Each story on the walls documents the history of the first all-Black high school in Indiana.

INDIANAPOLIS — Tucked away inside an old auxiliary gym at Crispus Attucks High School sits a treasure trove of years past.

Robert Chester, the curator of the Crispus Attucks Museum, helped bring the idea to life 25 years ago.

"Even though we are in our 25th year, it feels as though we are just getting started," Chester said.

Each turn inside the museum showcases moments and faces in time. Each story on the walls documents the history of the first all-Black high school in Indiana and the challenges the Black community has endured ever since.

The museum often welcomes local Indianapolis Public Schools students, like eighth-grader Kaya Avery.

"Learning about my history and stuff I wasn't told is really helpful," Avery said. "It expands how I think about the world and how I see the world in good and bad ways, so I think that's really important."

Chester said he welcomes guests from around the world into the Crispus Attucks Museum. Some of his favorites are the children.

"It is a treasure and a passion of love and dedication," Chester said.

Credit: WTHR

Chester's love and dedication does not go unnoticed by IPS students from Center for Inquiry School 70.

"In school, you get to learn from textbooks, and you only get one side of the story," Avery said. "Hearing it from him, he's educated himself from multiple different perspectives."

Kaya's classmate Renner Langellier agrees.

"It's super cool to have this huge time capsule of Crispus Attucks," Renner said. "It's so much easier to learn by seeing and being close to something, instead of just hearing it."

For Chester, his interest in history started when he was a student, too. When he was 6 or 7 years old, Chester said he was introduced to history, thanks to his parents.

"I was captivated," Chester said. "From that point, all my studies, all my time, all my research, my dedication has been toward education and information."

Then, when he was 16 or 17 years old, Chester said he was first introduced to museums. The rest was history, as they say.

"It's been nothing but education and museum science," Chester said.

While Chester acknowledges the progress inside the museum over the decades, he said new exhibits are on the way into the space, each sharing a similar message.

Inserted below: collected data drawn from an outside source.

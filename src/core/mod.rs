//! Core writer types and traits

pub mod config;
pub mod error;
pub mod log_output;
pub mod metrics;
pub mod signal;
pub mod sink;
pub mod timestamp;
pub mod writer;

pub use config::{SinkFailurePolicy, WriterConfig, DEFAULT_LINE_SEPARATOR, DEFAULT_MAX_BATCH_LENGTH};
pub use error::{Result, WriterError};
pub use log_output::LogOutput;
pub use metrics::WriterMetrics;
pub use signal::{Gate, WakeSignal};
pub use sink::{FnSink, Sink};
pub use timestamp::TimestampFormat;
pub use writer::{AsyncStringWriter, WorkerState};
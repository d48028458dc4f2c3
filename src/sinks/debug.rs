//! Debug channel sink
//!
//! Writes each line of a batch to stderr behind a `[category]` tag, so
//! debug output from several writers can be told apart. The category is
//! shared and can be changed while the writer is running.

use crate::core::{Result, Sink};
use parking_lot::RwLock;
use std::io::{self, Write};
use std::sync::Arc;

#[cfg(feature = "console")]
use colored::Colorize;

pub struct DebugSink {
    category: Arc<RwLock<String>>,
    #[cfg_attr(not(feature = "console"), allow(dead_code))]
    use_colors: bool,
    separator: String,
}

impl DebugSink {
    pub fn new(category: impl Into<String>) -> Self {
        Self::with_shared_category(Arc::new(RwLock::new(category.into())))
    }

    /// Tag lines with a category owned elsewhere
    pub fn with_shared_category(category: Arc<RwLock<String>>) -> Self {
        Self {
            category,
            use_colors: cfg!(feature = "console"),
            separator: crate::core::DEFAULT_LINE_SEPARATOR.to_string(),
        }
    }

    #[must_use]
    pub fn with_colors(mut self, use_colors: bool) -> Self {
        self.use_colors = use_colors;
        self
    }

    /// Separator used to split batches back into lines
    #[must_use]
    pub fn with_separator(mut self, separator: impl Into<String>) -> Self {
        self.separator = separator.into();
        self
    }

    /// Handle for changing the category after the sink moved into a writer
    pub fn category_handle(&self) -> Arc<RwLock<String>> {
        Arc::clone(&self.category)
    }

    pub fn category(&self) -> String {
        self.category.read().clone()
    }

    fn tag(&self) -> String {
        let tag = format!("[{}]", self.category.read());
        #[cfg(feature = "console")]
        {
            if self.use_colors {
                return tag.dimmed().to_string();
            }
        }
        tag
    }

    fn render(&self, batch: &str) -> String {
        let tag = self.tag();
        let mut output = String::with_capacity(batch.len() + tag.len() + 2);
        for line in batch.split(self.separator.as_str()) {
            output.push_str(&tag);
            output.push(' ');
            output.push_str(line);
            output.push('\n');
        }
        output
    }
}

impl Sink for DebugSink {
    fn write_batch(&mut self, batch: &str) -> Result<()> {
        let output = self.render(batch);
        io::stderr().lock().write_all(output.as_bytes())?;
        Ok(())
    }

    fn flush(&mut self) -> Result<()> {
        io::stderr().flush()?;
        Ok(())
    }

    fn name(&self) -> &str {
        "debug"
    }
}
//! Timestamp formatting for line prefixes
//!
//! Lines written through [`LogWriter`](crate::LogWriter) are prefixed with a
//! bracketed timestamp. The default is local wall-clock time with
//! milliseconds, `2025-01-08 10:30:45.123`.

use chrono::{DateTime, Local, Utc};
use serde::{Deserialize, Serialize};

#[derive(Debug, Clone, Default, PartialEq, Eq, Serialize, Deserialize)]
pub enum TimestampFormat {
    /// Local time with milliseconds: `2025-01-08 10:30:45.123`
    #[default]
    LocalMillis,

    /// ISO 8601 UTC with milliseconds: `2025-01-08T10:30:45.123Z`
    Iso8601,

    /// RFC 3339 local time with offset: `2025-01-08T10:30:45.123+02:00`
    Rfc3339,

    /// Unix timestamp in milliseconds: `1736332245123`
    UnixMillis,

    /// Custom strftime format applied to local time
    ///
    /// # Examples
    ///
    /// ```
    /// use line_batch_writer::TimestampFormat;
    ///
    /// let format = TimestampFormat::Custom("%H:%M".to_string());
    /// assert_eq!(format.format_now().len(), 5);
    /// ```
    Custom(String),
}

impl TimestampFormat {
    #[must_use]
    pub fn format(&self, datetime: &DateTime<Local>) -> String {
        match self {
            TimestampFormat::LocalMillis => datetime.format("%Y-%m-%d %H:%M:%S%.3f").to_string(),
            TimestampFormat::Iso8601 => datetime
                .with_timezone(&Utc)
                .format("%Y-%m-%dT%H:%M:%S%.3fZ")
                .to_string(),
            TimestampFormat::Rfc3339 => datetime.to_rfc3339_opts(chrono::SecondsFormat::Millis, false),
            TimestampFormat::UnixMillis => datetime.timestamp_millis().to_string(),
            TimestampFormat::Custom(format_str) => datetime.format(format_str).to_string(),
        }
    }

    #[must_use]
    pub fn format_now(&self) -> String {
        self.format(&Local::now())
    }

    /// Render `payload` as `[timestamp] payload`
    #[must_use]
    pub fn prefix_line(&self, payload: &str) -> String {
        format!("[{}] {}", self.format_now(), payload)
    }
}
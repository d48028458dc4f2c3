//! # Line Batch Writer
//!
//! An asynchronous line-batching writer: producers enqueue text lines from
//! any thread, and a single dedicated worker drains them in order, joins them
//! into bounded batches and hands each batch to a pluggable sink.
//!
//! ## Features
//!
//! - **Non-blocking producers**: `enqueue` never waits for the sink
//! - **Ordered delivery**: lines reach the sink in enqueue order
//! - **Lossless shutdown**: `dispose` returns only after every queued line was delivered
//! - **Bounded batches**: `max_batch_length` caps the size of a single sink call
//! - **Multiple targets**: [`LogWriter`] fans lines out to console, debug and file sinks

pub mod core;
pub mod diagnostics;
pub mod log_writer;
pub mod macros;
pub mod sinks;

pub mod prelude {
    pub use crate::core::{
        AsyncStringWriter, FnSink, LogOutput, Result, Sink, SinkFailurePolicy, TimestampFormat,
        WorkerState, WriterConfig, WriterError, WriterMetrics,
    };
    pub use crate::diagnostics::DiagnosticLevel;
    pub use crate::log_writer::{LogWriter, LogWriterSettings, ObjectSerialization};
    pub use crate::sinks::{ConsoleSink, DebugSink, FileCompression, FileSink, MemorySink};
}

pub use crate::core::{
    AsyncStringWriter, FnSink, LogOutput, Result, Sink, SinkFailurePolicy, TimestampFormat,
    WorkerState, WriterConfig, WriterError, WriterMetrics, DEFAULT_MAX_BATCH_LENGTH,
};
pub use diagnostics::DiagnosticLevel;
pub use log_writer::{LogWriter, LogWriterSettings, ObjectSerialization};
pub use sinks::{ConsoleSink, DebugSink, FileSink, MemorySink};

Chester said some of the messages on the walls and in the photos of Black Americans and Hoosiers still ring true today.

"Here we are speaking and teaching of the early half of the 20th century, and we are well into the 21st century," Chester said. "We are still having to revisit some of these things and some of these challenges that we should have overcome by now."

Chester said it's the passion that keeps him coming back to the museum.

"We will continue to work together to bring about this divine change that America so rightfully deserves," Chester said.

Organizers say the museum would not be possible without the support of IPS, which owns and operates the museum, and the Indianapolis community.

Chester said most of the items on display were given to the museum over the years.

"99.9% of what you will experience in the museum is donated by the community," Chester said.

Credit: WTHR

While the walls and cabinets are filled inside, Chester said there are three times as many items in the archival collection.

To anyone holding on to a piece of Crispus Attucks' past and wondering if it's worth any value, Chester encourages Hoosiers to stop by.

"Let us be the judge of that," Chester said.

The curator said he is also willing to pick up items in the community. Historical pieces can also be loaned to the museum.

The Crispus Attucks Museum is open six days a week by appointment. Doors are open 10 a.m. to 6 p.m. during the week. The museum is open from 10 a.m. to 3 p.m. on the weekends.

"Come on out," Chester said. "We are here all year, every year."